It shall not be necessary for any Act of Holders under this Section to
approve the particular form of any proposed amendment, but it shall be
sufficient if such Act shall approve the substance thereof.
SECTION 10.03. EXECUTION OF AMENDMENTS. In executing any amendment
permitted by this Section, the Collateral Agent, the Securities Intermediary and
33
the Purchase Contract Agent shall be entitled to receive and (subject to Section
7.01 of the Purchase Contract Agreement with respect to the Purchase Contract
Agent) shall be fully protected in relying upon, an Opinion of Counsel stating
that the execution of such amendment is authorized or permitted by this
Agreement and that all conditions precedent, if any, to the execution and
delivery of such amendment have been satisfied.
SECTION 10.04. EFFECT OF AMENDMENTS. Upon the execution of any
amendment under this Section, this Agreement shall be modified in accordance
therewith, and such amendment shall form a part of this Agreement for all
purposes; and every Holder of Certificates theretofore or thereafter
authenticated, executed on behalf of the Holders and delivered under the
Purchase Contract Agreement shall be bound thereby.

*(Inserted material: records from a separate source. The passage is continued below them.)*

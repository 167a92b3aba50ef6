//! Job intake and fan-out.
//!
//! [`JobDispatcher::new`] returns two halves: the [`JobDispatcher`] loop, which
//! is driven by [`run`](JobDispatcher::run), and a cloneable
//! [`DispatcherHandle`] used to submit jobs, observe their outcomes and shut
//! the loop down.
//!
//! `submit` is a rendezvous: it returns only once the loop has taken the job,
//! so a busy loop throttles submitters. Every accepted job gets its own task;
//! the loop never waits on a worker except to drain them when it stops.

use std::collections::HashMap;
use std::sync::{Arc, Mutex, PoisonError};
use std::time::Duration;
use tokio::sync::{Semaphore, broadcast, mpsc, oneshot, watch};
use tokio::task::JoinSet;
use tokio_stream::StreamExt;
use tokio_stream::wrappers::ReceiverStream;
use tracing::{Instrument, debug, error, info, info_span, warn};

use crate::config::Config;
use crate::job::{CancelHandle, Job};
use crate::ledger::LedgerStore;
use crate::scoring::{HttpScoringClient, Scoring, ScoringError};
use crate::worker::{JobOutcome, ReconciliationWorker, WorkerSettings};

mod error;
pub use error::DispatchError;

/// Reports buffered per subscriber before the slowest one starts lagging.
const REPORT_CAPACITY: usize = 1024;

/// Dispatcher tunables.
#[derive(Debug, Clone)]
pub struct DispatcherSettings {
    /// Budget of each job, counted from submission.
    pub job_timeout: Duration,
    /// Cap on concurrently running workers; `None` spawns one per job.
    pub max_concurrent_jobs: Option<usize>,
    pub worker: WorkerSettings,
}

impl Default for DispatcherSettings {
    fn default() -> Self {
        Self {
            job_timeout: Duration::from_secs(10),
            max_concurrent_jobs: None,
            worker: WorkerSettings::default(),
        }
    }
}

impl From<&Config> for DispatcherSettings {
    fn from(config: &Config) -> Self {
        Self {
            job_timeout: config.job_timeout,
            max_concurrent_jobs: config.max_concurrent_jobs,
            worker: config.worker_settings(),
        }
    }
}

/// Outcome of one finished job.
#[derive(Debug, Clone)]
pub struct JobReport {
    pub order: String,
    pub user: String,
    pub outcome: JobOutcome,
}

/// A job travelling to the loop, with the submitter waiting on `accepted`.
///
/// Dropping a submission anywhere before a worker takes it releases its order.
struct Submission {
    job: Job,
    claim: InFlight,
    accepted: oneshot::Sender<()>,
}

/// State shared by the loop, its workers and every handle.
struct Shared {
    shutdown: watch::Sender<bool>,
    /// Orders currently being reconciled.
    in_flight: Mutex<HashMap<String, CancelHandle>>,
    reports: broadcast::Sender<JobReport>,
    job_timeout: Duration,
}

impl Shared {
    fn in_flight(&self) -> std::sync::MutexGuard<'_, HashMap<String, CancelHandle>> {
        self.in_flight.lock().unwrap_or_else(PoisonError::into_inner)
    }

    fn claim(self: &Arc<Self>, order: &str, cancel: CancelHandle) -> Result<InFlight, DispatchError> {
        let mut in_flight = self.in_flight();
        if in_flight.contains_key(order) {
            return Err(DispatchError::AlreadyInFlight(order.to_string()));
        }
        in_flight.insert(order.to_string(), cancel);
        Ok(InFlight {
            shared: Arc::clone(self),
            order: order.to_string(),
        })
    }

    fn release(&self, order: &str) {
        self.in_flight().remove(order);
    }

    fn is_shut_down(&self) -> bool {
        *self.shutdown.borrow()
    }
}

/// Cloneable front of a running [`JobDispatcher`].
#[derive(Clone)]
pub struct DispatcherHandle {
    intake: mpsc::Sender<Submission>,
    shared: Arc<Shared>,
}

impl DispatcherHandle {
    /// Hand a new order to the dispatcher.
    ///
    /// Waits until the loop accepts the job. The job's timeout starts now.
    pub async fn submit(
        &self,
        order: impl Into<String>,
        user: impl Into<String>,
    ) -> Result<(), DispatchError> {
        if self.shared.is_shut_down() {
            return Err(DispatchError::ChannelClosed);
        }

        let order = order.into();
        let cancel = CancelHandle::with_timeout(self.shared.job_timeout);
        let claim = self.shared.claim(&order, cancel.clone())?;

        // if this future is dropped mid-send, the submission and its claim go with it
        let (accepted, accepted_rx) = oneshot::channel();
        let submission = Submission {
            job: Job::new(order.clone(), user, cancel),
            claim,
            accepted,
        };

        let delivered = match self.intake.send(submission).await {
            Ok(()) => accepted_rx.await.is_ok(),
            Err(_) => false,
        };
        if !delivered {
            return Err(DispatchError::ChannelClosed);
        }

        debug!(order, "job accepted");
        Ok(())
    }

    /// Receive a [`JobReport`] for every job finishing after this call.
    pub fn subscribe(&self) -> broadcast::Receiver<JobReport> {
        self.shared.reports.subscribe()
    }

    /// Stop accepting jobs. Jobs already in flight keep running until they
    /// finish or their own timeout fires.
    pub fn shutdown(&self) {
        if !self.shared.shutdown.send_replace(true) {
            info!("dispatcher shutting down");
        }
    }

    /// Shut down and fire the cancellation handle of every in-flight job.
    pub fn abort_all(&self) {
        self.shutdown();
        for (order, cancel) in self.shared.in_flight().iter() {
            debug!(order, "cancelling job");
            cancel.cancel();
        }
    }

    pub fn is_in_flight(&self, order: &str) -> bool {
        self.shared.in_flight().contains_key(order)
    }

    pub fn in_flight_count(&self) -> usize {
        self.shared.in_flight().len()
    }
}

/// The dispatch loop.
pub struct JobDispatcher {
    intake: mpsc::Receiver<Submission>,
    shared: Arc<Shared>,
    scoring: Arc<dyn Scoring>,
    ledger: Arc<dyn LedgerStore>,
    commit_lock: Arc<tokio::sync::Mutex<()>>,
    limiter: Option<Arc<Semaphore>>,
    worker: WorkerSettings,
}

/// Public API
impl JobDispatcher {
    pub fn new(
        scoring: Arc<dyn Scoring>,
        ledger: Arc<dyn LedgerStore>,
        settings: DispatcherSettings,
    ) -> (Self, DispatcherHandle) {
        // capacity 1 plus the acceptance ack gives rendezvous semantics
        let (intake_tx, intake_rx) = mpsc::channel(1);
        let (shutdown, _) = watch::channel(false);
        let (reports, _) = broadcast::channel(REPORT_CAPACITY);

        let shared = Arc::new(Shared {
            shutdown,
            in_flight: Mutex::new(HashMap::new()),
            reports,
            job_timeout: settings.job_timeout,
        });

        let dispatcher = Self {
            intake: intake_rx,
            shared: Arc::clone(&shared),
            scoring,
            ledger,
            commit_lock: Arc::new(tokio::sync::Mutex::new(())),
            limiter: settings
                .max_concurrent_jobs
                .map(|n| Arc::new(Semaphore::new(n.max(1)))),
            worker: settings.worker,
        };
        let handle = DispatcherHandle {
            intake: intake_tx,
            shared,
        };
        (dispatcher, handle)
    }

    /// Dispatcher polling the scoring service at `accrual_url`.
    pub fn with_accrual_url(
        accrual_url: &str,
        ledger: Arc<dyn LedgerStore>,
        settings: DispatcherSettings,
        request_timeout: Duration,
    ) -> Result<(Self, DispatcherHandle), ScoringError> {
        let scoring = HttpScoringClient::new(accrual_url, request_timeout)?;
        Ok(Self::new(Arc::new(scoring), ledger, settings))
    }

    /// Accept and spawn jobs until shutdown, then wait for in-flight workers.
    pub async fn run(self) {
        let Self {
            intake,
            shared,
            scoring,
            ledger,
            commit_lock,
            limiter,
            worker: worker_settings,
        } = self;

        let mut shutdown = shared.shutdown.subscribe();
        let mut intake = ReceiverStream::new(intake);
        let mut workers = JoinSet::new();
        info!("dispatcher started");

        loop {
            let submission = tokio::select! {
                biased;
                _ = shut_down(&mut shutdown) => break,
                Some(result) = workers.join_next(), if !workers.is_empty() => {
                    reap(result);
                    continue;
                }
                next = intake.next() => match next {
                    Some(submission) => submission,
                    None => break,
                },
            };

            let permit = match &limiter {
                Some(limiter) => tokio::select! {
                    biased;
                    _ = shut_down(&mut shutdown) => break,
                    permit = Arc::clone(limiter).acquire_owned() => permit.ok(),
                },
                None => None,
            };

            let Submission {
                job,
                claim,
                accepted,
            } = submission;
            if accepted.send(()).is_err() {
                // the submitter stopped waiting; dropping the claim releases the order
                continue;
            }
            info!(
                order = %job.order,
                user = %job.user,
                budget = ?job.cancel.remaining(),
                "running job"
            );

            let span = info_span!("reconcile", order = %job.order, user = %job.user);
            let user = job.user.clone();
            let worker = ReconciliationWorker::new(
                job,
                Arc::clone(&scoring),
                Arc::clone(&ledger),
                Arc::clone(&commit_lock),
                &worker_settings,
            );
            workers.spawn(
                async move {
                    let outcome = worker.run().await;
                    drop(permit);
                    claim.finish(user, outcome);
                }
                .instrument(span),
            );
        }

        // closing the intake fails every submitter still waiting
        drop(intake);
        if !workers.is_empty() {
            info!(in_flight = workers.len(), "waiting for in-flight jobs");
        }
        while let Some(result) = workers.join_next().await {
            reap(result);
        }
        info!("dispatcher stopped");
    }
}

/// Claim on an in-flight order.
///
/// Released when dropped: by the worker when it ends (even by panic), or with
/// a submission that never reached a worker.
struct InFlight {
    shared: Arc<Shared>,
    order: String,
}

impl InFlight {
    fn finish(self, user: String, outcome: JobOutcome) {
        let report = JobReport {
            order: self.order.clone(),
            user,
            outcome,
        };
        let shared = Arc::clone(&self.shared);
        drop(self);
        // no subscribers is fine
        let _ = shared.reports.send(report);
    }
}

impl Drop for InFlight {
    fn drop(&mut self) {
        self.shared.release(&self.order);
    }
}

async fn shut_down(shutdown: &mut watch::Receiver<bool>) {
    let _ = shutdown.wait_for(|stopped| *stopped).await;
}

fn reap(result: Result<(), tokio::task::JoinError>) {
    if let Err(e) = result {
        if e.is_panic() {
            error!(reason = %e, "worker panicked");
        } else {
            warn!(reason = %e, "worker task cancelled");
        }
    }
}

SECTION 10.05. REFERENCE OF AMENDMENTS. Certificates authenticated,
executed on behalf of the Holders and delivered after the execution of any
amendment pursuant to this Section may, and shall if required by the Collateral
Agent or the Purchase Contract Agent, bear a notation in form approved by the
Purchase Contract Agent and the Collateral Agent as to any matter provided for
in such amendment. If the Company shall so determine, new Security Certificates
so modified as to conform, in the opinion of the Collateral Agent, the Purchase
Contract Agent and the Company, to any such amendment may be prepared and
executed by the Company and authenticated, executed on behalf of the Holders and
delivered by the Purchase Contract Agent in accordance with the Purchase
Contract Agreement in exchange for Outstanding Security Certificates.
ARTICLE 11
MISCELLANEOUS
SECTION 11.01. NO WAIVER. No failure on the part of the Collateral
Agent, the Securities Intermediary or any of their respective agents to
exercise, and no course of dealing with respect to, and no delay in exercising,
any right, power or remedy hereunder shall operate as a waiver thereof; nor
shall any single or partial exercise by the Collateral Agent, the Securities
Intermediary or any of their respective agents of any right, power or remedy
hereunder preclude any other or further exercise thereof or the exercise of any
other right, power or remedy. The remedies herein are cumulative and are not
exclusive of any remedies provided by law.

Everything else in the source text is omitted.